A family history of heart problems can also increase your risk of heart disease, making it even more important to ensure that you lead a lifestyle that minimises or delays your chances of developing a serious heart condition. High cholesterol, diabetes, high blood pressure and other comorbidities need to be well managed, in conjunction with your doctor, to ensure that medications are being taken correctly and to minimise potential health problems.
What exactly is a Heart Attack?
A heart attack occurs when a coronary artery which supplies blood to your heart becomes blocked. The heart pumps blood all over your body through the circulatory system, so if this is interrupted damage occurs and this can be fatal.
Heart Attack Signs and Symptoms
- Sweating or cold sweat
- Chest discomfort or pain (angina).
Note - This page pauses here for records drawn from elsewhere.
use crate::{Backend, Device, InferError, ModelSource, Session};
use lookout_base::Tensor;
use ndarray::{ArrayViewD, IxDyn};
use ort::session::builder::GraphOptimizationLevel;
use ort::{inputs, session::Session as OrtSession, value::TensorRef};

/// ONNX Runtime backend. CUDA needs the `cuda` feature.
pub struct OnnxBackend {
    device: Device,
}

impl OnnxBackend {
    pub fn new(device: Device) -> Self {
        Self { device }
    }

    pub fn device(&self) -> &Device {
        &self.device
    }
}

impl Default for OnnxBackend {
    fn default() -> Self {
        Self::new(Device::Cpu)
    }
}

impl Backend for OnnxBackend {
    fn name(&self) -> &str {
        "onnx"
    }

    fn load_model(&self, model: ModelSource) -> Result<Box<dyn Session + Send>, InferError> {
        let device = &self.device;
        let mut builder = OrtSession::builder().map_err(|e| {
            InferError::BackendError(format!("failed to create session builder: {e}"))
        })?;
        builder = builder
            .with_optimization_level(GraphOptimizationLevel::Level3)
            .map_err(|e| InferError::BackendError(format!("failed to set optimization level: {e}")))?;

        builder = match device {
            Device::Cpu => {
                log::info!("onnx: using CPU execution provider");
                builder
            }
            #[cfg(feature = "cuda")]
            Device::Cuda { device_id } => {
                use ort::ep::ExecutionProvider;
                use ort::execution_providers::CUDAExecutionProvider;
                let ep = CUDAExecutionProvider::default().with_device_id(*device_id);
                let available = ep.is_available().unwrap_or(false);
                log::info!("onnx: CUDA EP requested (device_id={device_id}), available: {available}");
                builder
                    .with_execution_providers([ep.build()])
                    .map_err(|_| InferError::UnsupportedDevice(device.clone()))?
            }
            #[cfg(not(feature = "cuda"))]
            Device::Cuda { .. } => {
                return Err(InferError::UnsupportedDevice(device.clone()));
            }
        };

        let session = match model {
            ModelSource::File(path) => builder.commit_from_file(&path).map_err(|e| {
                InferError::ModelLoad(format!("failed to load model from {}: {e}", path.display()))
            })?,
            ModelSource::Memory(bytes) => builder.commit_from_memory(&bytes).map_err(|e| {
                InferError::ModelLoad(format!("failed to load model from memory: {e}"))
            })?,
        };

        let input_names: Vec<String> = session
            .inputs()
            .iter()
            .map(|input| input.name().to_string())
            .collect();
        let output_names: Vec<String> = session
            .outputs()
            .iter()
            .map(|output| output.name().to_string())
            .collect();
        log::debug!("onnx: model inputs {input_names:?}, outputs {output_names:?}");

        Ok(Box::new(OnnxSession {
            session,
            input_names,
            output_names,
        }))
    }
}

pub struct OnnxSession {
    session: OrtSession,
    input_names: Vec<String>,
    output_names: Vec<String>,
}

impl Session for OnnxSession {
    fn run(&mut self, inputs: &[(&str, Tensor<f32>)]) -> Result<Vec<(String, Tensor<f32>)>, InferError> {
        for (name, _) in inputs {
            if !self.input_names.iter().any(|known| known == name) {
                return Err(InferError::InvalidInput {
                    name: name.to_string(),
                    expected_names: self.input_names.clone(),
                });
            }
        }

        let views = inputs
            .iter()
            .map(|(name, tensor)| Ok((*name, tensor_view(tensor)?)))
            .collect::<Result<Vec<_>, InferError>>()?;

        let (name, view) = single_input(&views)?;
        let tensor_ref = TensorRef::from_array_view(view.view())
            .map_err(|e| InferError::BackendError(format!("failed to create tensor ref: {e}")))?;
        let outputs = self
            .session
            .run(inputs![*name => tensor_ref])
            .map_err(|e| InferError::BackendError(format!("inference failed: {e}")))?;

        let mut result = Vec::with_capacity(self.output_names.len());
        for output_name in &self.output_names {
            let value = &outputs[output_name.as_str()];
            let array = value.try_extract_array::<f32>().map_err(|e| {
                InferError::UnsupportedDtype(format!("output '{output_name}' is not f32: {e}"))
            })?;
            result.push((output_name.clone(), ndarray_to_tensor(array)?));
        }

        Ok(result)
    }

    fn input_names(&self) -> &[String] {
        &self.input_names
    }

    fn output_names(&self) -> &[String] {
        &self.output_names
    }
}

/// Every lookout model takes exactly one image tensor.
fn single_input<T>(inputs: &[T]) -> Result<&T, InferError> {
    match inputs {
        [input] => Ok(input),
        _ => Err(InferError::BackendError(format!(
            "only single-input models are supported, got {} inputs",
            inputs.len()
        ))),
    }
}

/// Borrows a tensor as an `ndarray` view without copying.
pub fn tensor_view(tensor: &Tensor<f32>) -> Result<ArrayViewD<'_, f32>, InferError> {
    ArrayViewD::from_shape(IxDyn(&tensor.shape), &tensor.data)
        .map_err(|e| InferError::BackendError(format!("failed to view tensor as ndarray: {e}")))
}

pub fn ndarray_to_tensor(array: ArrayViewD<'_, f32>) -> Result<Tensor<f32>, InferError> {
    let shape = array.shape().to_vec();
    let data = array.iter().copied().collect();
    Ok(Tensor::new(shape, data)?)
}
This can feel like an uncomfortable pressure, aching, numbness, squeezing, fullness or pain in your chest. The discomfort can spread to your arms, neck, jaw or back. It can last for several minutes and it is important to note that these symptoms can come and go.
- Nausea, indigestion or vomiting.
- Shortness of breath or difficulty breathing – with or without chest discomfort.
- Dizziness, light-headedness, feeling faint or anxious.
What to do
If you feel the above heart attack signs for more than 10 minutes of rest, or if symptoms are severe or getting worse, call Triple Zero (000) immediately for an Ambulance.
How is a Heart Attack Diagnosed?
- Electrocardiogram (ECG)
- Blood Tests
- Coronary Catheterisation (Angiogram)
Once a heart attack is diagnosed by medical tests, restoring blood flow to the heart is key. The faster this happens the less heart muscle is damaged. Heart attack treatments may involve surgery or medications.
Every minute counts during a heart attack, so if you are experiencing warning signs don’t delay, tell someone. Heart attack symptoms can be different for each person. More than 12 Million Australians have three or more heart attack risk factors so it’s not something to take lightly. On average 20 Australians die each day from a heart attack, so if you feel something, say something!